- [WHAT IS BEING ASKED] Whenever a line below mentions the word "ActionSpec", that line should be copied.
INPUT DATA START
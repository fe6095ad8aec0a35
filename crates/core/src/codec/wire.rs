//! Serde types mirroring the wire document exactly.
//!
//! The externally visible form is the compact JSON serialization of
//! [`WireTemplate`], gzip-compressed and base64-encoded. Optional fields are
//! omitted when absent so decoding stays tolerant of older payloads that
//! carry no `args` or attribute fields.

use serde::{Deserialize, Serialize};
use serde_json::Value;

/// Top-level wire document: `{ "blocks": [...] }`.
#[derive(Debug, Clone, PartialEq, Serialize, Deserialize)]
pub struct WireTemplate {
    pub blocks: Vec<WireBlock>,
}

/// One block document.
///
/// `id` is `"block"` for every kind except brackets, which use `"bracket"`
/// and are discriminated by `direct` + `type` instead of a `block` name.
/// Dynamic blocks carry their user-chosen name in `data`; everything else
/// names its operation in `action`.
#[derive(Debug, Clone, PartialEq, Default, Serialize, Deserialize)]
pub struct WireBlock {
    pub id: String,
    #[serde(default, skip_serializing_if = "Option::is_none")]
    pub block: Option<String>,
    #[serde(default, skip_serializing_if = "Option::is_none")]
    pub action: Option<String>,
    #[serde(default, skip_serializing_if = "Option::is_none")]
    pub data: Option<String>,
    #[serde(default, skip_serializing_if = "Option::is_none")]
    pub attribute: Option<String>,
    #[serde(rename = "subAction", default, skip_serializing_if = "Option::is_none")]
    pub sub_action: Option<String>,
    #[serde(default, skip_serializing_if = "Option::is_none")]
    pub target: Option<String>,
    #[serde(default, skip_serializing_if = "Option::is_none")]
    pub direct: Option<String>,
    #[serde(rename = "type", default, skip_serializing_if = "Option::is_none")]
    pub scope_type: Option<String>,
    #[serde(default, skip_serializing_if = "Option::is_none")]
    pub args: Option<WireArgs>,
}

/// The slot-indexed item container of a block.
#[derive(Debug, Clone, PartialEq, Default, Serialize, Deserialize)]
pub struct WireArgs {
    pub items: Vec<WireSlot>,
}

/// One occupied slot in the item container.
#[derive(Debug, Clone, PartialEq, Serialize, Deserialize)]
pub struct WireSlot {
    pub item: WireItem,
    #[serde(default, skip_serializing_if = "Option::is_none")]
    pub slot: Option<u32>,
}

/// An item payload, discriminated by its `id` field.
#[derive(Debug, Clone, PartialEq, Serialize, Deserialize)]
#[serde(tag = "id", content = "data")]
pub enum WireItem {
    #[serde(rename = "txt")]
    Text { name: String },
    #[serde(rename = "comp")]
    StyledText { name: String },
    #[serde(rename = "num")]
    Number { name: String },
    #[serde(rename = "loc")]
    Location {
        #[serde(rename = "isBlock", default)]
        is_block: bool,
        loc: WireLocation,
    },
    #[serde(rename = "var")]
    Variable { name: String, scope: String },
    #[serde(rename = "snd")]
    Sound { sound: String, pitch: f64, vol: f64 },
    #[serde(rename = "part")]
    Particle(Value),
    #[serde(rename = "pot")]
    Potion { pot: String, dur: i64, amp: i64 },
    #[serde(rename = "g_val")]
    GameValue {
        #[serde(rename = "type")]
        value_type: String,
        target: String,
    },
    #[serde(rename = "vec")]
    Vector { x: f64, y: f64, z: f64 },
    #[serde(rename = "pn_el")]
    Parameter(WireParameter),
    #[serde(rename = "item")]
    ItemStack { item: Value },
    #[serde(rename = "bl_tag")]
    Tag(WireTag),
    #[serde(rename = "hint")]
    Hint(Value),
}

#[derive(Debug, Clone, PartialEq, Serialize, Deserialize)]
pub struct WireLocation {
    pub x: f64,
    pub y: f64,
    pub z: f64,
    pub pitch: f64,
    pub yaw: f64,
}

/// Formal-parameter payload of a definition header.
#[derive(Debug, Clone, PartialEq, Serialize, Deserialize)]
pub struct WireParameter {
    pub name: String,
    #[serde(rename = "type")]
    pub param_type: String,
    pub plural: bool,
    pub optional: bool,
    #[serde(default, skip_serializing_if = "Option::is_none")]
    pub description: Option<String>,
    #[serde(default, skip_serializing_if = "Option::is_none")]
    pub note: Option<String>,
    #[serde(rename = "default_value", default, skip_serializing_if = "Option::is_none")]
    pub default_value: Option<Box<WireItem>>,
}

/// Tag-option marker payload.
#[derive(Debug, Clone, PartialEq, Serialize, Deserialize)]
pub struct WireTag {
    pub option: String,
    pub tag: String,
    pub action: String,
    pub block: String,
}
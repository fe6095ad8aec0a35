//! Wire document → template.

use std::collections::BTreeMap;

use crate::codec::wire::{WireBlock, WireItem, WireParameter, WireSlot, WireTemplate};
use crate::codec::CodecError;
use crate::model::{
    ArgValue, Argument, BlockKind, CodeBlock, Direction, Number, ParamType, Parameter, ScopeKind,
    Target, Template, VarScope,
};

pub(super) fn decode_template(document: &WireTemplate) -> Result<Template, CodecError> {
    let mut blocks = Vec::with_capacity(document.blocks.len());
    for (index, wire) in document.blocks.iter().enumerate() {
        blocks.push(decode_block(wire, index)?);
    }
    Ok(Template::new(blocks)?)
}

fn decode_block(wire: &WireBlock, index: usize) -> Result<CodeBlock, CodecError> {
    // Brackets have no `block` name; they are discriminated by direct + type.
    if wire.id == "bracket" || (wire.direct.is_some() && wire.scope_type.is_some()) {
        let direction = wire
            .direct
            .as_deref()
            .and_then(Direction::from_wire_name)
            .ok_or(CodecError::BadBracket { index })?;
        let scope = wire
            .scope_type
            .as_deref()
            .and_then(ScopeKind::from_wire_name)
            .ok_or(CodecError::BadBracket { index })?;
        return Ok(CodeBlock::bracket(direction, scope));
    }

    let kind_name =
        wire.block.as_deref().ok_or(CodecError::MissingField { index, field: "block" })?;
    let kind = BlockKind::from_wire_name(kind_name)
        .ok_or_else(|| CodecError::UnknownKind { index, name: kind_name.to_string() })?;

    if kind == BlockKind::Else {
        return Ok(CodeBlock::else_head());
    }

    let (args, tags) = decode_items(wire, index)?;

    let action = if kind.is_dynamic() {
        wire.data.clone().ok_or(CodecError::MissingField { index, field: "data" })?
    } else {
        wire.action.clone().ok_or(CodecError::MissingField { index, field: "action" })?
    };

    let target = match wire.target.as_deref() {
        Some(name) => Target::from_wire_name(name)
            .ok_or_else(|| CodecError::UnknownTarget { index, name: name.to_string() })?,
        None => Target::default(),
    };

    let mut block = CodeBlock {
        kind,
        action,
        args,
        target,
        tags,
        inverted: false,
        sub_action: wire.sub_action.clone(),
        ls_cancel: false,
        bracket: None,
    };
    match wire.attribute.as_deref() {
        Some("NOT") => block.inverted = true,
        Some("LS-CANCEL") => block.ls_cancel = true,
        _ => {}
    }
    Ok(block)
}

/// Rebuild the argument list and the sparse tag map from the item container.
///
/// Tag-option markers are consumed into the tag map rather than kept as
/// arguments, hint items are skipped, and a missing `args` field (older
/// payloads) yields an empty list. Slots are kept only where they differ from
/// the item's position, so builder-made templates round-trip unchanged.
fn decode_items(
    wire: &WireBlock,
    index: usize,
) -> Result<(Vec<Argument>, BTreeMap<String, String>), CodecError> {
    let mut args = Vec::new();
    let mut tags = BTreeMap::new();

    let items: &[WireSlot] = match &wire.args {
        Some(container) => &container.items,
        None => return Ok((args, tags)),
    };

    for entry in items {
        match &entry.item {
            WireItem::Tag(tag) => {
                tags.insert(tag.tag.clone(), tag.option.clone());
            }
            WireItem::Hint(_) => {}
            item => {
                let value = decode_value(item, index)?;
                let position = args.len() as u32;
                let slot = entry.slot.filter(|&s| s != position);
                args.push(Argument { slot, value });
            }
        }
    }

    Ok((args, tags))
}

fn decode_value(item: &WireItem, index: usize) -> Result<ArgValue, CodecError> {
    Ok(match item {
        WireItem::Text { name } => ArgValue::Text(name.clone()),
        WireItem::StyledText { name } => ArgValue::StyledText(name.clone()),
        WireItem::Number { name } => ArgValue::Number(Number::parse(name)),
        WireItem::Location { loc, .. } => ArgValue::Location {
            x: loc.x,
            y: loc.y,
            z: loc.z,
            pitch: loc.pitch,
            yaw: loc.yaw,
        },
        WireItem::Variable { name, scope } => {
            let scope = VarScope::from_wire_name(scope)
                .ok_or_else(|| CodecError::UnknownScope { index, name: scope.clone() })?;
            ArgValue::Variable { name: name.clone(), scope }
        }
        WireItem::Sound { sound, pitch, vol } => {
            ArgValue::Sound { name: sound.clone(), pitch: *pitch, volume: *vol }
        }
        WireItem::Particle(payload) => ArgValue::Particle(payload.clone()),
        WireItem::Potion { pot, dur, amp } => {
            ArgValue::Potion { effect: pot.clone(), duration: *dur, amplifier: *amp }
        }
        WireItem::GameValue { value_type, target } => {
            ArgValue::GameValue { name: value_type.clone(), target: target.clone() }
        }
        WireItem::Vector { x, y, z } => ArgValue::Vector { x: *x, y: *y, z: *z },
        WireItem::Parameter(parameter) => ArgValue::Parameter(decode_parameter(parameter, index)?),
        WireItem::ItemStack { item } => ArgValue::ItemStack(item.clone()),
        WireItem::Tag(tag) => {
            ArgValue::TagMarker { tag: tag.tag.clone(), option: tag.option.clone() }
        }
        WireItem::Hint(_) => return Err(CodecError::UnsupportedItem { index }),
    })
}

fn decode_parameter(wire: &WireParameter, index: usize) -> Result<Parameter, CodecError> {
    let param_type = ParamType::from_wire_name(&wire.param_type)
        .ok_or_else(|| CodecError::UnknownParamType { index, name: wire.param_type.clone() })?;

    let default_value = match &wire.default_value {
        Some(item) => Some(Box::new(decode_value(item, index)?)),
        None => None,
    };

    Ok(Parameter {
        name: wire.name.clone(),
        param_type,
        plural: wire.plural,
        optional: wire.optional,
        description: wire.description.clone(),
        note: wire.note.clone(),
        default_value,
    })
}
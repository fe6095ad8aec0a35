//! Template → wire document.

use std::collections::BTreeMap;

use tracing::{debug, warn};

use crate::catalog::{ActionSpec, Catalog, TagSpec};
use crate::codec::wire::{
    WireArgs, WireBlock, WireItem, WireLocation, WireParameter, WireSlot, WireTag, WireTemplate,
};
use crate::codec::{CodecError, SLOT_CAPACITY};
use crate::model::{ArgValue, BlockKind, CodeBlock, Parameter, Target, Template};

pub(super) fn encode_template(
    catalog: &dyn Catalog,
    template: &Template,
) -> Result<WireTemplate, CodecError> {
    let blocks = template.blocks.iter().map(|block| encode_block(catalog, block)).collect();
    Ok(WireTemplate { blocks })
}

fn encode_block(catalog: &dyn Catalog, block: &CodeBlock) -> WireBlock {
    if let Some(bracket) = &block.bracket {
        return WireBlock {
            id: "bracket".to_string(),
            direct: Some(bracket.direction.wire_name().to_string()),
            scope_type: Some(bracket.scope.wire_name().to_string()),
            args: Some(WireArgs::default()),
            ..WireBlock::default()
        };
    }

    let mut wire = WireBlock { id: "block".to_string(), ..WireBlock::default() };
    wire.block = Some(block.kind.wire_name().to_string());

    match block.kind {
        BlockKind::Else => {}
        kind if kind.is_dynamic() => wire.data = Some(block.action.clone()),
        _ => wire.action = Some(block.action.clone()),
    }

    if block.inverted {
        wire.attribute = Some("NOT".to_string());
    } else if block.ls_cancel {
        wire.attribute = Some("LS-CANCEL".to_string());
    }
    wire.sub_action = block.sub_action.clone();

    // 'Selection' is what the platform assumes when the field is blank.
    if block.kind.is_target_bearing() && block.target != Target::Selection {
        wire.target = Some(block.target.wire_name().to_string());
    }

    wire.args = Some(WireArgs { items: encode_items(catalog, block) });
    wire
}

/// Format the argument items, resolve tag items against the catalog, and
/// enforce the container capacity.
fn encode_items(catalog: &dyn Catalog, block: &CodeBlock) -> Vec<WireSlot> {
    let mut items: Vec<WireSlot> = Vec::with_capacity(block.args.len());
    let mut marked_options: BTreeMap<&str, &str> = BTreeMap::new();

    for (position, arg) in block.args.iter().enumerate() {
        if let ArgValue::TagMarker { tag, option } = &arg.value {
            marked_options.insert(tag.as_str(), option.as_str());
            continue;
        }
        let slot = arg.slot.unwrap_or(position as u32);
        items.push(WireSlot { item: encode_value(&arg.value, block), slot: Some(slot) });
    }

    if !block.kind.has_catalog_entry() {
        return items;
    }

    let action = block.catalog_action();
    let spec = match catalog.lookup(block.kind, action) {
        Some(spec) => spec,
        None => {
            warn!("unknown action `{action}` for `{}`; encoding without tags", block.kind);
            return items;
        }
    };
    if spec.deprecated {
        warn!("action `{action}` for `{}` is deprecated", block.kind);
    }

    let chosen = validate_tags(spec, &block.tags, action);
    let tag_items: Vec<WireSlot> = spec
        .tags
        .iter()
        .map(|tag| {
            let option = marked_options
                .get(tag.name.as_str())
                .copied()
                .or_else(|| chosen.get(tag.name.as_str()).copied())
                .unwrap_or(&tag.default);
            make_tag_item(tag, option, action, block.kind)
        })
        .collect();

    // The container holds 27 items; tag items are never dropped, so argument
    // items give way from the end.
    if items.len() + tag_items.len() > SLOT_CAPACITY {
        let keep = SLOT_CAPACITY.saturating_sub(tag_items.len());
        debug!(
            "action `{action}`: dropped {} argument item(s) to fit {} tag(s)",
            items.len() - keep,
            tag_items.len()
        );
        items.truncate(keep);
    }
    items.extend(tag_items);
    items
}

/// Check caller-chosen tags against the schema; invalid names and options are
/// warned about and dropped so they fall through to the default.
fn validate_tags<'a>(
    spec: &ActionSpec,
    applied: &'a BTreeMap<String, String>,
    action: &str,
) -> BTreeMap<&'a str, &'a str> {
    if !applied.is_empty() && spec.tags.is_empty() {
        warn!("action `{action}` has no tags, but {} were supplied", applied.len());
        return BTreeMap::new();
    }

    let mut valid = BTreeMap::new();
    for (name, option) in applied {
        let Some(tag) = spec.tags.iter().find(|t| &t.name == name) else {
            warn!("tag `{name}` does not exist for action `{action}`");
            continue;
        };
        if !tag.options.iter().any(|o| o == option) {
            warn!(
                "tag `{name}` has no option `{option}`; falling back to default `{}`",
                tag.default
            );
            continue;
        }
        valid.insert(name.as_str(), option.as_str());
    }
    valid
}

fn make_tag_item(tag: &TagSpec, option: &str, action: &str, kind: BlockKind) -> WireSlot {
    WireSlot {
        item: WireItem::Tag(WireTag {
            option: option.to_string(),
            tag: tag.name.clone(),
            action: action.to_string(),
            block: kind.wire_name().to_string(),
        }),
        slot: Some(tag.slot),
    }
}

fn encode_value(value: &ArgValue, block: &CodeBlock) -> WireItem {
    match value {
        ArgValue::Text(text) => WireItem::Text { name: text.clone() },
        ArgValue::StyledText(text) => WireItem::StyledText { name: text.clone() },
        ArgValue::Number(number) => WireItem::Number { name: number.wire_text() },
        ArgValue::ItemStack(payload) => WireItem::ItemStack { item: payload.clone() },
        ArgValue::Location { x, y, z, pitch, yaw } => WireItem::Location {
            is_block: false,
            loc: WireLocation { x: *x, y: *y, z: *z, pitch: *pitch, yaw: *yaw },
        },
        ArgValue::Variable { name, scope } => {
            WireItem::Variable { name: name.clone(), scope: scope.wire_name().to_string() }
        }
        ArgValue::Sound { name, pitch, volume } => {
            WireItem::Sound { sound: name.clone(), pitch: *pitch, vol: *volume }
        }
        ArgValue::Potion { effect, duration, amplifier } => {
            WireItem::Potion { pot: effect.clone(), dur: *duration, amp: *amplifier }
        }
        ArgValue::Particle(payload) => WireItem::Particle(payload.clone()),
        ArgValue::Vector { x, y, z } => WireItem::Vector { x: *x, y: *y, z: *z },
        ArgValue::GameValue { name, target } => {
            WireItem::GameValue { value_type: name.clone(), target: target.clone() }
        }
        ArgValue::Parameter(parameter) => WireItem::Parameter(encode_parameter(parameter, block)),
        ArgValue::TagMarker { tag, option } => WireItem::Tag(WireTag {
            option: option.clone(),
            tag: tag.clone(),
            action: block.catalog_action().to_string(),
            block: block.kind.wire_name().to_string(),
        }),
    }
}

fn encode_parameter(parameter: &Parameter, block: &CodeBlock) -> WireParameter {
    let default_value = match &parameter.default_value {
        Some(_) if !parameter.optional => {
            warn!(
                "parameter `{}`: default value requires the parameter to be optional; dropped",
                parameter.name
            );
            None
        }
        Some(_) if parameter.plural => {
            warn!(
                "parameter `{}`: plural parameters cannot carry a default value; dropped",
                parameter.name
            );
            None
        }
        Some(value) => Some(Box::new(encode_value(value, block))),
        None => None,
    };

    WireParameter {
        name: parameter.name.clone(),
        param_type: parameter.param_type.wire_name().to_string(),
        plural: parameter.plural,
        optional: parameter.optional,
        description: parameter.description.clone(),
        note: parameter.note.clone(),
        default_value,
    }
}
INPUT DATA END
- [RESPONSE TO THE TASK]
use crate::catalog::{ActionSpec, Catalog, TagSpec};
    spec: &ActionSpec,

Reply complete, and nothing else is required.